WHAT YOU HAVE TO DO: The listing below is the input. Say how many of its lines contain "enum", giving the number alone.

SUPPLIED RECORDS:
<<<<

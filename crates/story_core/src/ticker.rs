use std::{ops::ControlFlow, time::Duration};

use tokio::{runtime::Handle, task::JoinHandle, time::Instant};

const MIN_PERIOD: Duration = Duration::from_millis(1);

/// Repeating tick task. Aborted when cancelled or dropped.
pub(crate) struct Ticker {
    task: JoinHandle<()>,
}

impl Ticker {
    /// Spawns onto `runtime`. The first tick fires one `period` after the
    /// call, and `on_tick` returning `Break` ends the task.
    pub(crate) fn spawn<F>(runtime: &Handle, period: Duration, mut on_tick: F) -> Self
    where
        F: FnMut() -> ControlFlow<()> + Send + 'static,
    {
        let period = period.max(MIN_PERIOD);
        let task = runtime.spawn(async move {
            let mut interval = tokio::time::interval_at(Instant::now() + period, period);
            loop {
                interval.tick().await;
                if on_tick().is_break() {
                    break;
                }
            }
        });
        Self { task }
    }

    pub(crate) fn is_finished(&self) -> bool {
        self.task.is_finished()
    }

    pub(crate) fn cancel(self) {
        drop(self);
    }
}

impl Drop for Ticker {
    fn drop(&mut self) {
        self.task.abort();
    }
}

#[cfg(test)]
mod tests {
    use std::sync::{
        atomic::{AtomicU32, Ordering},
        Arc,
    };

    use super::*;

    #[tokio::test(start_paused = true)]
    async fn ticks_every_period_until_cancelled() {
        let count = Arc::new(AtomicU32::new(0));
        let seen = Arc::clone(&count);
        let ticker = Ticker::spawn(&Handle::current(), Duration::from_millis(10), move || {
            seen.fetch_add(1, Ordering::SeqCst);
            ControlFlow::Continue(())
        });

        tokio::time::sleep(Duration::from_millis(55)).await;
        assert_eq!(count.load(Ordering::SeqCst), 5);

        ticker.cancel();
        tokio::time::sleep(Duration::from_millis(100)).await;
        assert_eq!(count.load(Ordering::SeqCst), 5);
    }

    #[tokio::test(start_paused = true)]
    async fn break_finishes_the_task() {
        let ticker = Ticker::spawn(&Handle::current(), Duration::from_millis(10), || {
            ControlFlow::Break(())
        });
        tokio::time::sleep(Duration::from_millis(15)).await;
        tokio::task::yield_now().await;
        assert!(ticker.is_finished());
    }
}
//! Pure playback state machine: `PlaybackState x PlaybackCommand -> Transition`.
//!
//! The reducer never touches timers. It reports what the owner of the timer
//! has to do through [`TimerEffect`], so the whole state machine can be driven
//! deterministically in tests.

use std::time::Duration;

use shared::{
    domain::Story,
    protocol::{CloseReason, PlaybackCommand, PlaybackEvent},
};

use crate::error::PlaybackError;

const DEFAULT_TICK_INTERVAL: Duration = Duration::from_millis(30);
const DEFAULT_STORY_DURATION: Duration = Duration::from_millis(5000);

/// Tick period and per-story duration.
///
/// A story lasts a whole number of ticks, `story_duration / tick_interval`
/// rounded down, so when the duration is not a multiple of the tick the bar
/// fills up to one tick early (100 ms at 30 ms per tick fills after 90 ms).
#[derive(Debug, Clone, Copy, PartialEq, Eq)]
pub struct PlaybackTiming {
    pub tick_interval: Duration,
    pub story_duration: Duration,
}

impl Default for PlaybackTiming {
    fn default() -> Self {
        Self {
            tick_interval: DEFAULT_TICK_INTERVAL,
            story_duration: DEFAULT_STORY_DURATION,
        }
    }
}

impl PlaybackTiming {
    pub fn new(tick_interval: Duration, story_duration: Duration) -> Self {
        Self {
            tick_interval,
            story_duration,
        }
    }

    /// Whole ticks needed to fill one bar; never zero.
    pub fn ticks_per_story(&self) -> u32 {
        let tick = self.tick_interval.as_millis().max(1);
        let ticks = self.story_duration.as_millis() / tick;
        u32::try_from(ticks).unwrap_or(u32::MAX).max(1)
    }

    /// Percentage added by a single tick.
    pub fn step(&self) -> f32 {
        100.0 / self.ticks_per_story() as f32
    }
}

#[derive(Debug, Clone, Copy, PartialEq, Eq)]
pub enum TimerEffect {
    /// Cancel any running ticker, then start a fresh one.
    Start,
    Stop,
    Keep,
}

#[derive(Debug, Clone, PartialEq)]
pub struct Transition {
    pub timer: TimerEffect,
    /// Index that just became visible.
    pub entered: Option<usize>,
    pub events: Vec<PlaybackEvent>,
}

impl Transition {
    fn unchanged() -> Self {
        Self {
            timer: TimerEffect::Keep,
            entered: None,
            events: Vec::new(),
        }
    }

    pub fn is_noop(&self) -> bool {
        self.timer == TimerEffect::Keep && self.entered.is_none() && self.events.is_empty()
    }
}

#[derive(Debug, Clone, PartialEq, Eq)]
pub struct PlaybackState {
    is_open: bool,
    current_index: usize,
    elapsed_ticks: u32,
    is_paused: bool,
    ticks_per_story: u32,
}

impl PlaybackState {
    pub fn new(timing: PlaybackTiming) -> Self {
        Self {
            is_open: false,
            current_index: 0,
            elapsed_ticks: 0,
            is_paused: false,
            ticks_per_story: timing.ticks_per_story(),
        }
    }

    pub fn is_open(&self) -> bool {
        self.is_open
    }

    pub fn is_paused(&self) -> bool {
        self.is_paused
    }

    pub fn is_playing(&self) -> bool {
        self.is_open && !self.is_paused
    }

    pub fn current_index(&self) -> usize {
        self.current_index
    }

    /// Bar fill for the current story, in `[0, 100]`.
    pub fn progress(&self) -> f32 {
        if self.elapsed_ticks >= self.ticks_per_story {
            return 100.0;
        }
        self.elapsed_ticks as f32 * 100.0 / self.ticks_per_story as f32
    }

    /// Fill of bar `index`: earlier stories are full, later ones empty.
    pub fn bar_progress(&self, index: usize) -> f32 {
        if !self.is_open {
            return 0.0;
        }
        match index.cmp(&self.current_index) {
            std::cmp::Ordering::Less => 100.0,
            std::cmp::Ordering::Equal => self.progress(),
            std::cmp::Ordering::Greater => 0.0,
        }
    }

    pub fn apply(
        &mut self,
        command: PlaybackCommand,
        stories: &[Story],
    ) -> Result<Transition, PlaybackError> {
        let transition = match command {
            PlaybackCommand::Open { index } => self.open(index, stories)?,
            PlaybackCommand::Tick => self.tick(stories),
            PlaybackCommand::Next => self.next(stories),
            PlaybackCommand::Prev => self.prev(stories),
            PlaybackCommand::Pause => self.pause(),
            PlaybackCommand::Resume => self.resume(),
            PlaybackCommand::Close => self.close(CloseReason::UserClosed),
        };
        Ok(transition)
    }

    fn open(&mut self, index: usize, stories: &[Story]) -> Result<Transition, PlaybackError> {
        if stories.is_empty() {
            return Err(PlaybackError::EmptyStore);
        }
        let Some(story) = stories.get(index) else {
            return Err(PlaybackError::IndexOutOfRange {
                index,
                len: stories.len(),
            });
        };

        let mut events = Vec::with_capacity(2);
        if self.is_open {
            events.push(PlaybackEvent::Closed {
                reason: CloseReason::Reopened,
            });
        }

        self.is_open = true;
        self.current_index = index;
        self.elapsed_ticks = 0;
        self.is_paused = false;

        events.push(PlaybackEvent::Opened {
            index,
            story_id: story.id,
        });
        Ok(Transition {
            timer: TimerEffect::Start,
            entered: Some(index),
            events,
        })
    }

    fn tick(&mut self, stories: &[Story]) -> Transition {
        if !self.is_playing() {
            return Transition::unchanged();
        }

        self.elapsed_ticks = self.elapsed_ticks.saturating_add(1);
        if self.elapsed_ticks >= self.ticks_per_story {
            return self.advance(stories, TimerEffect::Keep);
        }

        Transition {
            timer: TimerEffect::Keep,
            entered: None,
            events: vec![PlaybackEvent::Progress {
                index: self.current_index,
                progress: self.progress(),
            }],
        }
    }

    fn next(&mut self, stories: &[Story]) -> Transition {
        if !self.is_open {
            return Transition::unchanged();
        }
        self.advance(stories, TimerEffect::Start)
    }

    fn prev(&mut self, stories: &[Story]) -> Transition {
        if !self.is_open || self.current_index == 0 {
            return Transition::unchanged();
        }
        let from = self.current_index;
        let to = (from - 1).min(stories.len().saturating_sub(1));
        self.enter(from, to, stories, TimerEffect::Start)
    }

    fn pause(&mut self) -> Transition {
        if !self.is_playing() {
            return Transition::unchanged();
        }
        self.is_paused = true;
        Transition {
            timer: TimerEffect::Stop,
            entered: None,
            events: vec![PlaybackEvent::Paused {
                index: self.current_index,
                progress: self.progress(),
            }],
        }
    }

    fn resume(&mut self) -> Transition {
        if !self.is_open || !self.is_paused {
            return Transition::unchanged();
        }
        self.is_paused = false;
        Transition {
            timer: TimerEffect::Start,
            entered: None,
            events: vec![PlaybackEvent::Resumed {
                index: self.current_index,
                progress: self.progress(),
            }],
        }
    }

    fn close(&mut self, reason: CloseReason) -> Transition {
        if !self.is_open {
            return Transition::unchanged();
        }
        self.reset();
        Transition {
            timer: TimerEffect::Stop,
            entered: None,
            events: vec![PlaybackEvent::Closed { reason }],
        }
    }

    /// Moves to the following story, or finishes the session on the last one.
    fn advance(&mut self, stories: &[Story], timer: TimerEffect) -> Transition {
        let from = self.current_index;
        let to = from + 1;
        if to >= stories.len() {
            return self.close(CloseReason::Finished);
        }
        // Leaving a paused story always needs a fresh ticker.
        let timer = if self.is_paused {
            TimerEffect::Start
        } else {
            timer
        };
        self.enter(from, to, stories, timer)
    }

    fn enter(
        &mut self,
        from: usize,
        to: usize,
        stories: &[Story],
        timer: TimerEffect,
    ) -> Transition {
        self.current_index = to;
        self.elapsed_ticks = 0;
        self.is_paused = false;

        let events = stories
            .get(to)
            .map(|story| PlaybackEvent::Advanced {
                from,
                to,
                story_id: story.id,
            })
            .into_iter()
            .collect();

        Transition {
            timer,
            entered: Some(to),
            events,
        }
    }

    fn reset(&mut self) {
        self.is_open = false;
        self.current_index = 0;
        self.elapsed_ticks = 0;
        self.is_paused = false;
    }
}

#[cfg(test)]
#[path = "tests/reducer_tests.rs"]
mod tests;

>>>>
<<<<

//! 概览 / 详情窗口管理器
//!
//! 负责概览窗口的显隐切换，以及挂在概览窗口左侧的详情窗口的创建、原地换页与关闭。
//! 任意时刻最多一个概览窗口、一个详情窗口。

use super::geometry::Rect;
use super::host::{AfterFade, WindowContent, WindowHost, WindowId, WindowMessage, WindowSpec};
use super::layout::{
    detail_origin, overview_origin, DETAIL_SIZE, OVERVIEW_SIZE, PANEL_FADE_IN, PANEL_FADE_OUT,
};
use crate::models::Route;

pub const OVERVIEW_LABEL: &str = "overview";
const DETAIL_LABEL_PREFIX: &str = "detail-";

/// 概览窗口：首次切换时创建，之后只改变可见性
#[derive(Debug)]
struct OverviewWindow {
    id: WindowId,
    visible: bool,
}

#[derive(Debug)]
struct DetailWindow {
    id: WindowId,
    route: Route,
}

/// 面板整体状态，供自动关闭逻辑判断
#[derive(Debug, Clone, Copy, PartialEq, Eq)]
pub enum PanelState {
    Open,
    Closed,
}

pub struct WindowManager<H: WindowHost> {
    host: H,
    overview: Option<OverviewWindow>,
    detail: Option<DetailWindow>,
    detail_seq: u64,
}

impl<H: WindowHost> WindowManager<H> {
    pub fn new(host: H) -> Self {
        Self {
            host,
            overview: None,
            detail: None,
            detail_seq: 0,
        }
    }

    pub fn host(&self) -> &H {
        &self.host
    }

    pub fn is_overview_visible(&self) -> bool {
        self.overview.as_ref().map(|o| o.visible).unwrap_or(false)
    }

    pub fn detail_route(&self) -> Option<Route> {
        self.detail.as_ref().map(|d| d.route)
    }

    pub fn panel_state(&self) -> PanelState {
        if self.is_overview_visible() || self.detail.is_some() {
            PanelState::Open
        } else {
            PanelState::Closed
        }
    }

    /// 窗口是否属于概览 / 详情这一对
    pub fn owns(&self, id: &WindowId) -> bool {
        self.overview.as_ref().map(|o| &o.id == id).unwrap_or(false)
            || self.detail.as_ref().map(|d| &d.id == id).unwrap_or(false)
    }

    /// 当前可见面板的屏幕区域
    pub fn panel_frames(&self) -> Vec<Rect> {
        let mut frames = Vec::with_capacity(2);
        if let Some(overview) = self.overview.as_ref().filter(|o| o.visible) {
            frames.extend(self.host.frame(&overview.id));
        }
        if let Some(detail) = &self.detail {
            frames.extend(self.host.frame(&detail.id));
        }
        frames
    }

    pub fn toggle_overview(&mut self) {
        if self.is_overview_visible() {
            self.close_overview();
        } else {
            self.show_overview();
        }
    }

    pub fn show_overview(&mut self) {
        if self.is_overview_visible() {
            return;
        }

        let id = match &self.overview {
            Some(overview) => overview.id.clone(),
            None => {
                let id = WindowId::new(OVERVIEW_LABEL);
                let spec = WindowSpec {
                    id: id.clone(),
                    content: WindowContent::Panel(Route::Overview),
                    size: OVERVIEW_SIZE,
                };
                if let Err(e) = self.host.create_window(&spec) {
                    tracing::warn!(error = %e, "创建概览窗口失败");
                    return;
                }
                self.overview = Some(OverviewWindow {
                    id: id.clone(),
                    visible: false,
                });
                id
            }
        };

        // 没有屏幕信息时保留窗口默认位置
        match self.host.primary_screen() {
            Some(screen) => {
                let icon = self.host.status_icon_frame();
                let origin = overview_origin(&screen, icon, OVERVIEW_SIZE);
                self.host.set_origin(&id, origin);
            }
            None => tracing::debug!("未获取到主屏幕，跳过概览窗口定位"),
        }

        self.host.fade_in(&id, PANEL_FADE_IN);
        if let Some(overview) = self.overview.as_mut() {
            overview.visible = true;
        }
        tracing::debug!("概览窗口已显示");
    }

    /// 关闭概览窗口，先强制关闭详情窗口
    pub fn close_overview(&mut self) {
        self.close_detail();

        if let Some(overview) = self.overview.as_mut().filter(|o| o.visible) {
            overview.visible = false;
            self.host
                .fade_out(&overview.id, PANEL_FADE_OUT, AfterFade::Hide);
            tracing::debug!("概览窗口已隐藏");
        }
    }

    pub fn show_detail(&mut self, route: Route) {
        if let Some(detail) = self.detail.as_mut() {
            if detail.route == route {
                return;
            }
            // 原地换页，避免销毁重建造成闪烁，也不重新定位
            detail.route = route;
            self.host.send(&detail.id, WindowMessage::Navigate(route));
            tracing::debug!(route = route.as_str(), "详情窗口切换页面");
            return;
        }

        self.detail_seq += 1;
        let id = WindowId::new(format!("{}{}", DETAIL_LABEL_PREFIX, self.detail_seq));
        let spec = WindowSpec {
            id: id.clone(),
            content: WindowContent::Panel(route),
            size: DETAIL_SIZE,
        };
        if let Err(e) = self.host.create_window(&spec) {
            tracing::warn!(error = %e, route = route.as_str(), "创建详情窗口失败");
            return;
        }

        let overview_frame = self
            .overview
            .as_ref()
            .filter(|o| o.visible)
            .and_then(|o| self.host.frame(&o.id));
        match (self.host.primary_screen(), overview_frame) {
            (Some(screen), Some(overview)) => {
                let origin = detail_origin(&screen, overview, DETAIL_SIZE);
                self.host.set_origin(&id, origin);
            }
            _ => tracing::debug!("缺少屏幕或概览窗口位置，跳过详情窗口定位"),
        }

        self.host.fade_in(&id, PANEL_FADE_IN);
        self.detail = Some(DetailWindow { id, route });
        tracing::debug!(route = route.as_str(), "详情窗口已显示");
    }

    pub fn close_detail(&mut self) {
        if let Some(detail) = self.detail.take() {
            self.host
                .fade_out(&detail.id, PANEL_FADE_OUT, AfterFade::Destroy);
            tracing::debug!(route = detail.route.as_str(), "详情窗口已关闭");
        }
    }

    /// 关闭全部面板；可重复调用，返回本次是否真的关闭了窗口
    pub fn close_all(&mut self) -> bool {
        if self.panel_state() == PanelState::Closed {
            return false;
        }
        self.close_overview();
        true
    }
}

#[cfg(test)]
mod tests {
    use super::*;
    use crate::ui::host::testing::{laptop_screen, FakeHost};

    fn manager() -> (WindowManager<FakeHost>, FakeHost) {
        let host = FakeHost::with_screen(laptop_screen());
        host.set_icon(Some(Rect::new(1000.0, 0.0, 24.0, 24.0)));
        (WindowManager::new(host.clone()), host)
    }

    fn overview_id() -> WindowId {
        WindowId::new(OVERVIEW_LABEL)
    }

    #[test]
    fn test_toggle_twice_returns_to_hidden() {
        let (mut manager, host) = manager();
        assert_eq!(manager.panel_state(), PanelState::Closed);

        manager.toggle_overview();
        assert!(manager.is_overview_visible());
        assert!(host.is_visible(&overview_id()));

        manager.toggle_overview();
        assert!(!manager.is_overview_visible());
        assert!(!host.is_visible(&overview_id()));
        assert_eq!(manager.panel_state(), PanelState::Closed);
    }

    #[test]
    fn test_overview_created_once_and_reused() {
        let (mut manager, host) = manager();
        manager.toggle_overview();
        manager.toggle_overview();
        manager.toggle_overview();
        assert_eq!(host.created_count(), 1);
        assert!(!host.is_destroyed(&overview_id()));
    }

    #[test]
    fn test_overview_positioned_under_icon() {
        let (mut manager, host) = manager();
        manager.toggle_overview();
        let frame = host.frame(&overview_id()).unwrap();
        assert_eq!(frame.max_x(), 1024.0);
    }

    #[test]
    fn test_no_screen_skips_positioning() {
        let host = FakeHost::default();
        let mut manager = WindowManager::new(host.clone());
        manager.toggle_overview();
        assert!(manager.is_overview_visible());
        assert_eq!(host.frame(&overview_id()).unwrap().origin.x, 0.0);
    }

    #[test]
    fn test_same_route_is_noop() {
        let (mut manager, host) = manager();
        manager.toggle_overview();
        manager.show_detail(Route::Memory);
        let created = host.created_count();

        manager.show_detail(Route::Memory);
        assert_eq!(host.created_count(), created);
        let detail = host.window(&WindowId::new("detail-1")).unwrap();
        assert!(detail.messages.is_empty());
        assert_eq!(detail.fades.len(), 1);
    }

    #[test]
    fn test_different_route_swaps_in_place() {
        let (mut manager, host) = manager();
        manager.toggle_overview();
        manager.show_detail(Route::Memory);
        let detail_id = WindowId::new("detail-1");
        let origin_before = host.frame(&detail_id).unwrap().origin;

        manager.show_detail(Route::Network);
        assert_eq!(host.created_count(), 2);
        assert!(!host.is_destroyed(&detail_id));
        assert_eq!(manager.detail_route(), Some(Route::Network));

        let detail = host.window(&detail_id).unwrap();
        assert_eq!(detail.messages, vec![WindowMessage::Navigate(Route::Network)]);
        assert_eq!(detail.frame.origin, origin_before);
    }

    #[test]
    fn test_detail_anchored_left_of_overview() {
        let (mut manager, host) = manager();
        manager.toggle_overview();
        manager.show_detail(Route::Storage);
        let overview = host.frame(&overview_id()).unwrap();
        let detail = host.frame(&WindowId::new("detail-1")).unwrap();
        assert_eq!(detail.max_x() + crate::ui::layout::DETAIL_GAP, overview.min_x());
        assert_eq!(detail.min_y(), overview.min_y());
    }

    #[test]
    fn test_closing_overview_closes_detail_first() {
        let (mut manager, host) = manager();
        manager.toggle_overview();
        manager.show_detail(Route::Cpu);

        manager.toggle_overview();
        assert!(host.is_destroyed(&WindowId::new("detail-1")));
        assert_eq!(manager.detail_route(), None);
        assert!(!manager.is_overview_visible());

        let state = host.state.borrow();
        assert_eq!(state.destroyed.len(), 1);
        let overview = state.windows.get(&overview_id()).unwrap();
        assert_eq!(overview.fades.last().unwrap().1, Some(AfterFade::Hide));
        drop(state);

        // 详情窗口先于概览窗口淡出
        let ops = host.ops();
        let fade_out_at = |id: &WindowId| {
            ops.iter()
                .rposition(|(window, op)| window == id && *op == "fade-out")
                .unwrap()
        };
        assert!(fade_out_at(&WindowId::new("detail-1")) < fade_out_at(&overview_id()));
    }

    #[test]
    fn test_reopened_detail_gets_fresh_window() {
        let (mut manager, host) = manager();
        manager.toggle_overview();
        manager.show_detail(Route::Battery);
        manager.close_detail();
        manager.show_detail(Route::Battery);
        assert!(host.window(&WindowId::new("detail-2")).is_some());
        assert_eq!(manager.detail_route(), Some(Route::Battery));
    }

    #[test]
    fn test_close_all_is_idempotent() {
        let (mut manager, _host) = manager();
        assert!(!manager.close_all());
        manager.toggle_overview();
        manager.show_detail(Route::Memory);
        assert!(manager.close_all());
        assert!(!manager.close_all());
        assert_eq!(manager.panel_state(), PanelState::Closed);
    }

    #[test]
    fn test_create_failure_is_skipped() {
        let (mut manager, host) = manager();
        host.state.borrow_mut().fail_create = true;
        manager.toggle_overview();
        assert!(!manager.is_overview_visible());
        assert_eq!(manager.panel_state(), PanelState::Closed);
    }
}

>>>>

EXERCISE ANSWER: 2